Hangatnya tubuhnya terasa begitu nyata di dadaku. Kelembutannya juga, yang pastinya berasal dari payudaranya yang besar.
Meskipun kami berpakaian, sentuhan tubuh kami terasa begitu nyata. Getaran ini milikku, atau... miliknya?
"Aku merasa seperti sedang melakukan sesuatu yang sedikit cabul"
"Kurasa ini lebih dari sekadar 'sedikit'..."
"Berarti, kita rekan dalam kejahatan?"
Sagiri tersenyum, membuat jantungku semakin berdegup kencang.
Akhir-akhir ini, sering kali Sagiri mendekatiku dengan alasan kalo kami sahabat.

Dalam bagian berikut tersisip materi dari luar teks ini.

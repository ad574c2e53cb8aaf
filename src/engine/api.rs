use std::sync::Arc;

use axum::{
    Json, Router,
    extract::{Path, Query, State},
    http::StatusCode,
    response::{IntoResponse, Response},
    routing::{get, post},
};
use chrono::{DateTime, Utc};
use serde::{Deserialize, Serialize};
use uuid::Uuid;

use super::broadcaster::LogBroadcaster;
use super::db::DbHandle;
use super::models::{ArtifactSummary, ContractView, Language, SubmitJob};
use super::orchestrator::Orchestrator;
use super::ws;
use crate::errors::{InvalidRequest, StoreError};

// ── Shared application state ──────────────────────────────────────────

pub struct AppState {
    pub db: DbHandle,
    pub logs: Arc<LogBroadcaster>,
    pub orchestrator: Arc<Orchestrator>,
}

impl AppState {
    pub fn new(orchestrator: Arc<Orchestrator>) -> Self {
        Self {
            db: orchestrator.db().clone(),
            logs: orchestrator.logs().clone(),
            orchestrator,
        }
    }
}

pub type SharedState = Arc<AppState>;

// ── Request / response payloads ───────────────────────────────────────

#[derive(Serialize)]
#[serde(rename_all = "camelCase")]
pub struct SubmitResponse {
    pub job_id: Uuid,
}

#[derive(Deserialize, Default)]
pub struct ArtifactQuery {
    #[serde(default)]
    pub history: bool,
}

#[derive(Deserialize, Default)]
pub struct ValidationQuery {
    pub round: Option<u32>,
}

/// Full artifact as served by the detail endpoint.
#[derive(Serialize)]
#[serde(rename_all = "camelCase")]
pub struct ArtifactDetail {
    #[serde(flatten)]
    pub summary: ArtifactSummary,
    pub file_name: String,
    pub language: Language,
    pub checksum: String,
    pub content: String,
    pub compiler_output: Option<String>,
    pub validated_at: Option<DateTime<Utc>>,
}

// ── Error handling ────────────────────────────────────────────────────

pub enum ApiError {
    NotFound(String),
    BadRequest(String),
    Conflict(String),
    Internal(String),
}

impl IntoResponse for ApiError {
    fn into_response(self) -> Response {
        let (status, message) = match self {
            ApiError::NotFound(msg) => (StatusCode::NOT_FOUND, msg),
            ApiError::BadRequest(msg) => (StatusCode::BAD_REQUEST, msg),
            ApiError::Conflict(msg) => (StatusCode::CONFLICT, msg),
            ApiError::Internal(msg) => (StatusCode::INTERNAL_SERVER_ERROR, msg),
        };
        (status, Json(serde_json::json!({"error": message}))).into_response()
    }
}

impl From<anyhow::Error> for ApiError {
    fn from(err: anyhow::Error) -> Self {
        if let Some(invalid) = err.downcast_ref::<InvalidRequest>() {
            return ApiError::BadRequest(invalid.0.clone());
        }
        match err.downcast_ref::<StoreError>() {
            Some(StoreError::JobNotFound(_) | StoreError::ArtifactNotFound(_)) => ApiError::NotFound(err.to_string()),
            Some(_) => ApiError::Conflict(err.to_string()),
            None => ApiError::Internal(err.to_string()),
        }
    }
}

// ── Router ────────────────────────────────────────────────────────────

pub fn api_router() -> Router<SharedState> {
    Router::new()
        .route("/api/jobs", post(submit_job))
        .route("/api/jobs/{id}", get(get_job))
        .route("/api/jobs/{id}/logs", get(ws::job_logs))
        .route("/api/jobs/{id}/artifacts", get(list_artifacts))
        .route("/api/jobs/{id}/artifacts/{artifact_id}", get(get_artifact))
        .route("/api/jobs/{id}/contract", get(get_contract))
        .route("/api/jobs/{id}/cancel", post(cancel_job))
        .route("/api/jobs/{id}/validations", get(list_validations))
        .route("/health", get(health_check))
}

// ── Handlers ──────────────────────────────────────────────────────────

async fn health_check() -> &'static str {
    "ok"
}

async fn submit_job(
    State(state): State<SharedState>,
    Json(req): Json<SubmitJob>,
) -> Result<impl IntoResponse, ApiError> {
    let job = state.orchestrator.submit(req).await?;
    Ok((StatusCode::CREATED, Json(SubmitResponse { job_id: job.id })))
}

async fn get_job(State(state): State<SharedState>, Path(id): Path<Uuid>) -> Result<impl IntoResponse, ApiError> {
    let job = state.db.call(move |db| db.require_job(id)).await?;
    Ok(Json(job.view()))
}

async fn list_artifacts(
    State(state): State<SharedState>,
    Path(id): Path<Uuid>,
    Query(query): Query<ArtifactQuery>,
) -> Result<impl IntoResponse, ApiError> {
    let artifacts = state
        .db
        .call(move |db| {
            db.require_job(id)?;
            if query.history {
                db.list_artifacts(id)
            } else {
                db.latest_artifacts(id)
            }
        })
        .await?;
    let summaries: Vec<ArtifactSummary> = artifacts.iter().map(|a| a.summary()).collect();
    Ok(Json(summaries))
}

async fn get_artifact(
    State(state): State<SharedState>,
    Path((id, artifact_id)): Path<(Uuid, Uuid)>,
) -> Result<impl IntoResponse, ApiError> {
    let artifact = state.db.call(move |db| db.require_artifact(artifact_id)).await?;
    if artifact.job_id != id {
        return Err(ApiError::NotFound(format!("Artifact {} not found in job {}", artifact_id, id)));
    }
    Ok(Json(ArtifactDetail {
        summary: artifact.summary(),
        compiler_output: artifact.validity.compiler_output().map(str::to_string),
        file_name: artifact.file_name,
        language: artifact.language,
        checksum: artifact.checksum,
        content: artifact.content,
        validated_at: artifact.validated_at,
    }))
}

async fn get_contract(State(state): State<SharedState>, Path(id): Path<Uuid>) -> Result<impl IntoResponse, ApiError> {
    let job = state.db.call(move |db| db.require_job(id)).await?;
    let contract = job
        .contract
        .as_ref()
        .ok_or_else(|| ApiError::NotFound(format!("Job {} has no contract yet", id)))?;
    Ok(Json(ContractView::from(contract)))
}

async fn cancel_job(State(state): State<SharedState>, Path(id): Path<Uuid>) -> Result<impl IntoResponse, ApiError> {
    let job = state.orchestrator.cancel(id).await?;
    Ok(Json(job.view()))
}

async fn list_validations(
    State(state): State<SharedState>,
    Path(id): Path<Uuid>,
    Query(query): Query<ValidationQuery>,
) -> Result<impl IntoResponse, ApiError> {
    let results = state
        .db
        .call(move |db| {
            db.require_job(id)?;
            db.validation_results(id, query.round)
        })
        .await?;
    Ok(Json(results))
}
//! CLI command implementations.
//!
//! | Module   | Commands handled      |
//! |----------|-----------------------|
//! | `serve`  | `Serve`, `Init`       |
//! | `jobs`   | `Status`, `Jobs`      |

pub mod jobs;
pub mod serve;

use std::path::{Path, PathBuf};

use g3::config::EngineConfig;

pub use jobs::{cmd_jobs, cmd_status};
pub use serve::{cmd_init, cmd_serve};

/// `--db-path` wins; otherwise the configured path, relative to the project.
pub fn resolve_db_path(project_dir: &Path, config: &EngineConfig, flag: Option<PathBuf>) -> PathBuf {
    let path = flag.unwrap_or_else(|| config.db_path.clone());
    if path.is_absolute() {
        path
    } else {
        project_dir.join(path)
    }
}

Tapi kali ini, aku melihat sekilas Sagiri yang kukenal.
Ini dia, Sagiri yang kukenal sejak kecil.
Dan kini, aku menyadari, bahwa aku sedang terpikat oleh sahabatku sendiri.
"Jangan menatapku begitu, aku malu tahu."
"Sagiri..."
Aku memanggil namanya begitu saja.
"Ya?"
Aku rasa, hanya dengan memanggil namanya, dia sudah mengerti segalanya.
"Kita ini... sahabat, kan?"
Dengan wajah merah, dia menunduk sedikit, lalu tersenyum malu-malu.
"...Bolehkah aku menciummu?"
Wajahnya yang tersipu, diiringi ajakan untuk berciuman, adalah pemandangan yang belum pernah kulihat sebelumnya.